Hollande won a big boost when former French president Jacques Chirac abandoned Sarkozy, who once served under him, and threw his support behind Hollande. Chirac, a towering conservative figure in France, rarely makes public appearances as he struggles with Alzheimer's disease. However, one of his close associates, historian and writer Jean-Luc Barre, made headlines when he told Le Parisien in April that:
Jacques Chirac is true to himself when he says he will vote for François Hollande.
Former French prime minister and failed presidential candidate Lionel Jospin, who is popular with the rank-and-file in the Socialist Party, also supported Hollande. Jospin thinks so highly of Hollande that he told an interviewer that had he won the 2002 French presidential election:
I had the idea of making him a minister...or more.
French voters elected Hollande because of his policies, but his sense of humor probably helped as well. French stand-up comedian and film actor Gerhard Proust said of Hollande's wit:
He's very good. I even kept an article of his in my notes because it was so funny. And he's the only politician who writes his own lines...You look at me and you say 'this guy will never make me laugh.' It's the same with Francois Hollande. But that's a good thing, because people are more easily surprised.
Hollande's weight may have even been a positive. Hollande wants to repeal many of the austerity measures that Sarkozy imposed. French commentator Christian Salmon observed that was an appropriate position for Holland to take because: "You can't preach austerity with a double chin".
What Critics Say. Some of Hollande's critics call him "dangerous." Others dismiss him as "Flanby," a kind of caramel custard, because he "cultivates blandness." Hollande's perceived softness will hurt him going forward, says Marie-Eve Malouines, political editor for French Info radio:
In France we like our presidents tough. François Hollande thinks that now, because of the economic crisis, the French might want a different sort of leader. He thinks people want to pull together around a president who is kind.
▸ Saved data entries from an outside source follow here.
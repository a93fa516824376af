//! Borrowing capability for bank clients.
//!
//! Momentum traders and retail investors fund cash deficits through the
//! bank. Attaching [`CreditTerms`] to a [`TraderBook`] changes its trading
//! mechanics in three ways: buys on negative cash turn into borrow requests
//! instead of free leverage, option purchases must clear the cost of
//! carrying the premium, and the book follows a periodic repayment schedule.
//!
//! The credit phase runs in three steps each tick, driven by the simulation:
//! requests and scheduled repayments go out first, the bank then allocates
//! in arrival order, and finally each borrower applies its outcome here via
//! [`TraderBook::act_on_loan`].

use rand::Rng;
use types::{BorrowOutcome, BorrowRequest, LoanRepayment, OptionKind, Tick};

use crate::book::TraderBook;
use crate::traits::MarketView;

/// Borrowing terms attached to a credit-enabled book.
#[derive(Debug, Clone)]
pub struct CreditTerms {
    /// Spread over the risk-free rate charged on the loan.
    pub interest_margin: f64,
    /// Ticks between repayment attempts, drawn per borrower.
    pub repayment_every: Tick,
    /// Portfolio value required per unit of debt to stay solvent.
    pub solvency_ratio: f64,
    /// Weight on projected option payoff in the purchase gate.
    pub profit_factor: f64,
}

impl Default for CreditTerms {
    fn default() -> Self {
        Self {
            interest_margin: 0.02,
            repayment_every: 8,
            solvency_ratio: 1.0,
            profit_factor: 1.0,
        }
    }
}

impl CreditTerms {
    /// Terms with a repayment schedule drawn from `[5, 13)` ticks.
    pub fn draw<R: Rng + ?Sized>(rng: &mut R) -> Self {
        Self {
            repayment_every: rng.random_range(5..13),
            ..Self::default()
        }
    }
}

impl TraderBook {
    /// Annual rate this book pays on borrowed money.
    pub fn lending_rate(&self, view: &MarketView<'_>) -> f64 {
        let margin = self
            .credit
            .as_ref()
            .map_or(0.0, |terms| terms.interest_margin);
        view.interest_rate + margin
    }

    /// Whether an option purchase clears the cost of carrying its premium.
    ///
    /// Compares the projected payoff edge against the interest cost of the
    /// premium's time value. Books without credit terms always pass.
    pub(crate) fn option_clears_carry(
        &self,
        kind: OptionKind,
        strike: f64,
        premium: f64,
        view: &MarketView<'_>,
    ) -> bool {
        let Some(terms) = &self.credit else {
            return true;
        };
        let multiplier = self.params.option_multiplier;
        let intrinsic = match kind {
            OptionKind::Call => (view.price - strike).max(0.0),
            OptionKind::Put => (strike - view.price).max(0.0),
        } * multiplier;
        let time_value = premium - intrinsic;
        let edge = match kind {
            OptionKind::Call => view.projected_price - strike,
            OptionKind::Put => strike - view.projected_price,
        } * multiplier;
        edge * terms.profit_factor > time_value * view.interest_rate
    }

    /// The borrow request to send this tick, if any shortfall accumulated.
    pub fn take_borrow_request(&self) -> Option<BorrowRequest> {
        self.credit.as_ref()?;
        let amount = self.amount_to_borrow.abs();
        if amount == 0.0 {
            return None;
        }
        Some(BorrowRequest {
            borrower: self.id(),
            amount,
        })
    }

    /// Apply the bank's outcome for this tick and accrue daily interest.
    ///
    /// A zero grant on an actual request marks the book unable to borrow; a
    /// tick without a request clears that mark again, so refusals bite for
    /// exactly the ticks the bank keeps refusing.
    pub fn act_on_loan(&mut self, outcome: Option<&BorrowOutcome>, view: &MarketView<'_>) {
        if self.credit.is_none() {
            return;
        }
        let rate = self.lending_rate(view);
        self.loan.accrue_daily(rate);
        match outcome {
            Some(outcome) if outcome.granted > 0.0 => {
                self.loan.draw(outcome.granted);
                self.capital += outcome.granted;
                self.can_borrow = true;
            }
            Some(_) => self.can_borrow = false,
            None => self.can_borrow = true,
        }
        self.amount_to_borrow = 0.0;
        self.refresh_solvency();
    }

    /// Re-evaluate the solvency gate on trading.
    ///
    /// A book that cannot borrow and whose portfolio value sits below
    /// `solvency_ratio` times its debt stops trading; it resumes as soon as
    /// the portfolio covers the debt again.
    pub fn refresh_solvency(&mut self) {
        let Some(terms) = &self.credit else {
            return;
        };
        let debt = self.loan.outstanding();
        if debt == 0.0 {
            self.is_trading = true;
            return;
        }
        if self.portfolio_value >= terms.solvency_ratio * debt {
            self.is_trading = true;
        } else if !self.can_borrow {
            self.is_trading = false;
        }
    }

    /// Whether this tick falls on the book's repayment schedule.
    pub fn repayment_due(&self, tick: Tick) -> bool {
        match &self.credit {
            Some(terms) => tick > 0 && tick % terms.repayment_every == 0 && !self.loan.is_clear(),
            None => false,
        }
    }

    /// Attempt a scheduled repayment: accrued interest first, then part of
    /// the principal according to the price-direction heuristic.
    pub fn make_repayment(&mut self, view: &MarketView<'_>) -> Option<LoanRepayment> {
        self.credit.as_ref()?;
        let interest = self.pay_loan_interest(view);
        let principal = self.repay_principal(view);
        if interest == 0.0 && principal == 0.0 {
            return None;
        }
        Some(LoanRepayment {
            borrower: self.id(),
            principal,
            interest,
        })
    }

    /// Clear accrued interest from cash, selling stock to cover a deficit.
    fn pay_loan_interest(&mut self, view: &MarketView<'_>) -> f64 {
        let owed = self.loan.accrued_interest();
        if owed == 0.0 {
            return 0.0;
        }
        if self.capital < owed && self.is_trading && self.shares > 0.0 && view.price > 0.0 {
            let shortfall = owed - self.capital;
            let to_sell = (shortfall / view.price).ceil().min(self.shares);
            self.sell(to_sell, view);
        }
        let paid = self.loan.pay_interest(self.capital.max(0.0));
        self.capital -= paid;
        paid
    }

    /// Repay principal according to the forecast price direction: when the
    /// projected rally outruns the cost of carry, keep the stock and pay
    /// from cash; otherwise liquidate stock into the loan.
    fn repay_principal(&mut self, view: &MarketView<'_>) -> f64 {
        let principal = self.loan.principal();
        if principal == 0.0 || view.price <= 0.0 {
            return 0.0;
        }
        let drift = view.projected_price / view.price;
        if drift > 1.0 {
            if self.capital < 0.0 {
                // Cash deficit under a rising forecast: hold out.
                return 0.0;
            }
            let carry = 1.0 + self.lending_rate(view);
            if carry < drift {
                if self.shares > 0.0 {
                    let offer = (principal / 2.0).min(self.capital / 2.0);
                    let paid = self.loan.pay_principal(offer);
                    self.capital -= paid;
                    return paid;
                }
                // Short inventory against a rising forecast: cover it
                // before repaying anything.
                let cover = (self.capital / view.price).floor();
                self.buy(cover, view);
                return 0.0;
            }
            return self.sell_shares_into_principal(view);
        }
        self.sell_shares_into_principal(view)
    }

    /// Sell enough stock to cover the principal and pay the sale value in.
    fn sell_shares_into_principal(&mut self, view: &MarketView<'_>) -> f64 {
        if !self.is_trading || self.shares <= 0.0 || view.price <= 0.0 {
            return 0.0;
        }
        let to_sell = (self.loan.principal() / view.price)
            .floor()
            .min(self.shares);
        if to_sell <= 0.0 {
            return 0.0;
        }
        self.sell(to_sell, view);
        let paid = self.loan.pay_principal(to_sell * view.price);
        self.capital -= paid;
        paid
    }
}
During the campaign, far-left challenger Jean-Luc Mélenchon called Hollande a "captain of a pedalo in a storm." (A pedalo is a small paddle boat.) In the late 1980s, Sarkozy "once likened [Hollande] to a sugar cube, arguing he 'dissolves in water.'"
The Economist, which endorsed Sarkozy back in 2007, calls Hollande "rather dangerous":
It seems very optimistic to presume that somehow, despite what he has said, despite even what he intends, Mr. Hollande will end up doing the right thing. Mr. Hollande evinces a deep anti-business attitude. He will also be hamstrung by his own unreformed Socialist Party and steered by an electorate that has not yet heard the case for reform, least of all from him. Nothing in the past few months, or in his long career as a party fixer, suggests that Mr. Hollande is brave enough to rip up his manifesto and change France.
Perhaps the sharpest dig at Hollande came from his former partner and the mother of his four children, Ségolène Royal. During the primaries, she asked a startling question:
Can the French people name a single thing he has achieved in thirty years in politics?
Monsieur Hollande and Madame Royal may have some unresolved issues.
An elderly French voter captured the sense of many French people that President Hollande won't change much. Their skepticism isn't based on concerns that Hollande is weak, but rather that France's dire economic problems require painful choices that no one wants to make:
The situation is so catastrophic that whoever wins it won't make much difference. The French want change but only on the condition that it doesn't change anything for them.
Sadly, this statement describes more than just French voters.
Stories You Will Hear More About. If Hollande's name doesn't sound "French," it's because it isn't. His surname reflects the fact that his ancestors were Calvinists who "escaped the Netherlands in the 16th century and took the name of their old country."
Although Hollande may trace his ancestry back to the Netherlands, he had a typically French upbringing. He was born in Upper Normandy in 1954. His father ran in a local election in 1959 as a right-wing candidate. The elder Hollande's political ambitions, if not his ideology, apparently had an effect on the son. Hollande's mother once told French TV that "as a child he wanted to be president." As a teenager, Hollande was a candidate for classroom representative and also for leader of the student union. He certainly went to the right school for French politics: the Ecole Nationale d'Administration. ENA is known as the "factory of the elite" in France. But, according to Hollande's friend and current adviser Dominque Villemot, he did not fit the ENA stereotype:
His flat was always pretty sparse, the furniture simple. He didn't have a car, he had a scooter. In Corrèze, he slept in a little room above his office. He never wore smart suits, even at ENA. That's part of his personality.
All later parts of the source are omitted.